Friday the 21stof February marked the first day of competition at the 2020 Torquay Wave Nationals with all heats and finals, Friday offered the best day in the forecast, so event organisers were on the front foot to get underway.
The event kicked off at 10am sharp, with Councillor David Bell from the Surf Coast Shire opening proceedings and welcoming all those present to Torquay.
The rider's briefing followed with head judge Andre Cater outlining a revised shortened format to accommodate predicted conditions through the event window.
The action kicked off with the masters out at point danger, with tricky onshore conditions keeping it difficult to get out behind the waves. Despite the wind direction, Brett Croucher (NSW) and Bayside legend Jeff Steele (Vic) lead the charge, with Brett Croucher's combined score of 12.00 eventually proving to be the highest heat total of the event.
Following the masters, the women also performed strongly in challenging conditions, with Louise Bieniara taking out the first heat.
The juniors then took to the ocean with Melbourne rider Woodley Hall's 7.00 just edging past Luca Duffin's 6.93 in a strong showing from all the junior competitors, especially from Ashley Brunette (NSW) who battled it out in back to back heats - competing all day in both the juniors and women's competition.

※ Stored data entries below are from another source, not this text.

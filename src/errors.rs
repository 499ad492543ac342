//! All errors that can occur in the groupdyn library.

use derive_more::{Display, Error};

use crate::core::population::{GroupId, NodeType};

pub type Result<T> = std::result::Result<T, SimulationError>;

#[derive(Clone, Debug, Display, Error, PartialEq)]
pub enum SimulationError {
    /// Parameters were rejected before any event was scheduled.
    #[display("InvalidParameters: {message}")]
    InvalidParameters { message: String },

    /// A store mutation asked for a member that does not exist.
    #[display("PreconditionViolation: group {group} has no member of type {node_type}")]
    PreconditionViolation { group: GroupId, node_type: NodeType },

    /// Bookkeeping of the store, histogram or scheduler went out of sync.
    #[display("InvariantViolation: {invariant} (t={time}, group={group}, p={p}, n={n})")]
    InvariantViolation {
        invariant: String,
        time: f64,
        group: GroupId,
        p: usize,
        n: usize,
    },

    /// The total event rate of a group is not positive.
    #[display("DegenerateRate: group {group} with p={p}, n={n} has total rate {total_rate}")]
    DegenerateRate {
        group: GroupId,
        p: usize,
        n: usize,
        total_rate: f64,
    },

    #[display("UnknownGroup: no group with id {group}")]
    UnknownGroup { group: GroupId },

    /// The occupancy histogram lost track of a group, outside of any event context.
    #[display("HistogramMismatch: {invariant}")]
    HistogramMismatch { invariant: String },

    #[display("WriteError: {message}")]
    WriteError { message: String },
}

impl SimulationError {
    pub(crate) fn invalid(message: impl Into<String>) -> Self {
        SimulationError::InvalidParameters {
            message: message.into(),
        }
    }

    pub(crate) fn write(message: impl std::fmt::Display) -> Self {
        SimulationError::WriteError {
            message: message.to_string(),
        }
    }
}
//! Historian --- stores fired events in memory
//!
//! The historian keeps the sequence of events a run has applied. It is opt-in, since a long run
//! fires many events, and is primarily used to compare runs with each other, e.g. to check that
//! a seed reproduces the same trajectory.
//!

use std::fmt;

use super::population::GroupId;
use super::scheduler::EventKind;

#[derive(Clone, Copy, Debug, PartialEq)]
pub struct FiredEvent {
    pub time: f64,
    pub group: GroupId,
    pub kind: EventKind,
}

impl fmt::Display for FiredEvent {
    fn fmt(&self, f: &mut fmt::Formatter<'_>) -> fmt::Result {
        write!(
            f,
            "FiredEvent(time={},group={},kind={})",
            self.time, self.group, self.kind
        )
    }
}

#[derive(Clone, Debug, Default, PartialEq)]
pub struct Historian {
    history: Vec<FiredEvent>,
}

impl Historian {
    pub fn new() -> Self {
        Self { history: vec![] }
    }

    pub fn record(&mut self, time: f64, group: GroupId, kind: EventKind) {
        self.history.push(FiredEvent { time, group, kind });
    }

    pub fn events(&self) -> &[FiredEvent] {
        &self.history
    }

    pub fn len(&self) -> usize {
        self.history.len()
    }

    pub fn is_empty(&self) -> bool {
        self.history.is_empty()
    }

    /// Number of recorded events of a kind.
    pub fn count(&self, kind: EventKind) -> usize {
        self.history.iter().filter(|event| event.kind == kind).count()
    }
}

#[cfg(test)]
mod tests {
    use super::*;

    #[test]
    fn record_and_count() {
        let mut historian = Historian::new();
        assert!(historian.is_empty());
        historian.record(0.5, 1, EventKind::NewProgrammer);
        historian.record(0.7, 0, EventKind::NonProgrammerArrives);
        historian.record(0.9, 1, EventKind::NewProgrammer);
        assert_eq!(historian.len(), 3);
        assert_eq!(historian.count(EventKind::NewProgrammer), 2);
        assert_eq!(historian.count(EventKind::ProgrammerDeparts), 0);
        assert_eq!(historian.events()[1].group, 0);
        assert_eq!(
            historian.events()[0].to_string(),
            "FiredEvent(time=0.5,group=1,kind=NewProgrammer)"
        );
    }
}
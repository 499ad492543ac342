use anyhow::{Context, Result};

use indicatif::{ProgressBar, ProgressStyle};
use std::fs;
use std::io;
use std::path::Path;

use crate::args::Args;
use crate::config::Settings;
use crate::core::Simulation;
use crate::readwrite::{CsvSnapshotWriter, SnapshotWriter, write_histogram_npy, write_summaries};
use crate::sweep::{ParameterGrid, run_sweep_with_progress};

pub struct Runner {
    args: Args,
    settings: Settings,
}

impl Runner {
    pub fn new(args: Args) -> Result<Runner> {
        Self::setup_logger(&args);
        #[cfg(feature = "parallel")]
        Self::setup_rayon(&args);
        if let Some(n_threads) = Self::ignored_threads(&args) {
            log::warn!("Ignoring --threads {n_threads}, built without the parallel feature.");
            eprintln!("Ignoring --threads {n_threads}, built without the parallel feature.");
        }

        let mut settings = Self::load_settings(&args.settings)?;
        if let Some(seed) = args.seed {
            log::info!("Overriding seed {} with {seed}.", settings.seed);
            settings.seed = seed;
        }
        settings.parameters.validate()?;
        settings.sampling.validate()?;

        Ok(Self { args, settings })
    }

    pub fn start(&mut self) -> Result<()> {
        let outdir = Path::new(self.args.outdir.as_str());
        fs::create_dir_all(outdir)
            .with_context(|| format!("Unable to create output directory {outdir:?}"))?;
        self.settings
            .write_to_file(&outdir.join("settings.yaml").to_string_lossy())?;

        match self.settings.sweep.clone() {
            Some(grid) => self.run_sweep(&grid, outdir),
            None => self.run_single(outdir),
        }
    }

    /// Setup logging level and file
    fn setup_logger(args: &Args) {
        let log_level = match args.verbose {
            0 => log::LevelFilter::Info,
            1 => log::LevelFilter::Debug,
            _ => log::LevelFilter::Trace,
        };
        simple_logging::log_to_file(args.log_file.as_str(), log_level).unwrap_or_else(|_| {
            eprintln!("Unable to open log file.");
            std::process::exit(1);
        });
    }

    /// Setup rayon thread pool
    #[cfg(feature = "parallel")]
    fn setup_rayon(args: &Args) {
        if let Some(n_threads) = args.threads {
            println!("Setting number of threads to {n_threads}.");
            rayon::ThreadPoolBuilder::new()
                .num_threads(n_threads)
                .build_global()
                .unwrap_or_else(|_| {
                    eprintln!("Unable to set number of threads.");
                    std::process::exit(1);
                });
        }
    }

    /// Thread count that this build cannot honour
    fn ignored_threads(args: &Args) -> Option<usize> {
        if cfg!(feature = "parallel") {
            None
        } else {
            args.threads
        }
    }

    /// Load settings from file
    fn load_settings(path: &str) -> Result<Settings> {
        let settings = Settings::read_from_file(path)
            .with_context(|| format!("Unable to load settings from {path}"))?;
        log::info!("Loaded settings\n{}", settings);
        Ok(settings)
    }

    fn progress_bar(&self, length: u64) -> Result<Option<ProgressBar>> {
        if self.args.disable_progress_bar {
            return Ok(None);
        }
        let bar = ProgressBar::new(length);
        bar.set_style(
            ProgressStyle::default_bar()
                .template(
                    "[{bar:40}] {pos:>7}/{len:7} [{elapsed_precise} / {duration_precise}] {msg}",
                )?
                .progress_chars("=> "),
        );
        Ok(Some(bar))
    }

    fn run_single(&self, outdir: &Path) -> Result<()> {
        let parameters = self.settings.parameters.clone();
        let sampling = self.settings.sampling;
        println!(
            "Simulating {} groups up to t={}...",
            parameters.total_groups, parameters.t_max
        );
        let bar = self.progress_bar(sampling.n_samples(parameters.t_max))?;

        let mut simulation =
            Simulation::new(parameters, self.settings.seed)?.with_sampling(sampling)?;
        let mut writer = CsvSnapshotWriter::new(outdir)?;

        for snapshot in simulation.snapshot_stream() {
            let snapshot = snapshot?;
            writer.write(&snapshot)?;

            log::info!(
                r###"
        time={}
        total_population={}
        fraction_programmers={:.4}"###,
                snapshot.time,
                snapshot.total_population,
                snapshot.fraction_programmers
            );
            if let Some(bar) = bar.as_ref() {
                bar.inc(1);
                bar.set_message(format!(
                    "t={} fraction={:.3}",
                    snapshot.time, snapshot.fraction_programmers
                ));
            }
        }
        writer.finish()?;

        log::info!("Storing final histogram...");
        let mut histogram_file = io::BufWriter::new(
            fs::File::create(outdir.join("final_histogram.npy"))
                .context("Unable to create histogram file")?,
        );
        write_histogram_npy(simulation.histogram(), &mut histogram_file)?;

        if let Some(bar) = bar {
            bar.finish_with_message("Done.");
        }
        log::info!(
            "Finished simulation with {} events and {} cost departures.",
            simulation.n_events(),
            simulation.cost_departures()
        );
        Ok(())
    }

    fn run_sweep(&self, grid: &ParameterGrid, outdir: &Path) -> Result<()> {
        let jobs = grid.jobs(&self.settings.parameters);
        println!("Running {} jobs...", jobs.len());
        log::info!("Running sweep over {} jobs.", jobs.len());
        let bar = self.progress_bar(jobs.len() as u64)?;

        let summaries = run_sweep_with_progress(&jobs, self.settings.seed, || {
            if let Some(bar) = bar.as_ref() {
                bar.inc(1);
            }
        })?;

        let summary_file = fs::File::create(outdir.join("summaries.csv"))
            .context("Unable to create summary file")?;
        write_summaries(&summaries, io::BufWriter::new(summary_file))?;

        if let Some(bar) = bar {
            bar.finish_with_message("Done.");
        }
        log::info!("Finished sweep.");
        Ok(())
    }
}

#[cfg(test)]
mod tests {
    use super::*;
    use clap::Parser;

    #[test]
    fn threads_need_parallel_feature() {
        let args = Args::parse_from(["groupdyn", "--settings", "settings.yaml", "--threads", "4"]);
        let expected = if cfg!(feature = "parallel") { None } else { Some(4) };
        assert_eq!(Runner::ignored_threads(&args), expected);

        let args = Args::parse_from(["groupdyn", "--settings", "settings.yaml"]);
        assert_eq!(Runner::ignored_threads(&args), None);
    }
}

After some entertaining guest commentary from Queensland charger Nathan Katterns, his interstate status became apparent in the first men's open heat as the Victorian contingent of Aaron Kenny and Jarrod Snow got over the top of him. Although it was the other Queensland rider in Jack Bailey who ripped it up early with two 5-point rides seeing him dominate the heat.
Event organisers ran a significant amount of heats before a dropping tide, the appearance of the reef and the rapidly dwindling supply of fins caused the judges and organisers to move the event 200m down the beach to a stretch better suited for competition.
Although soon after, as the women's semi-final got underway conditions deteriorated. It became quickly apparent the heat would need a restart and the event was put on hold.
It was announced that a final call for the day would be made in a few hours at 6pm, in the hope an afternoon kick in the wind would come through just as it had the day before.
The hours passed, spectators and competitors were kept entertained watching the groms on the beach. Then eventually, just on 6pm the stars aligned. A few kite surfers had taken to the water and proved the organisers suspicions correct of better evening conditions.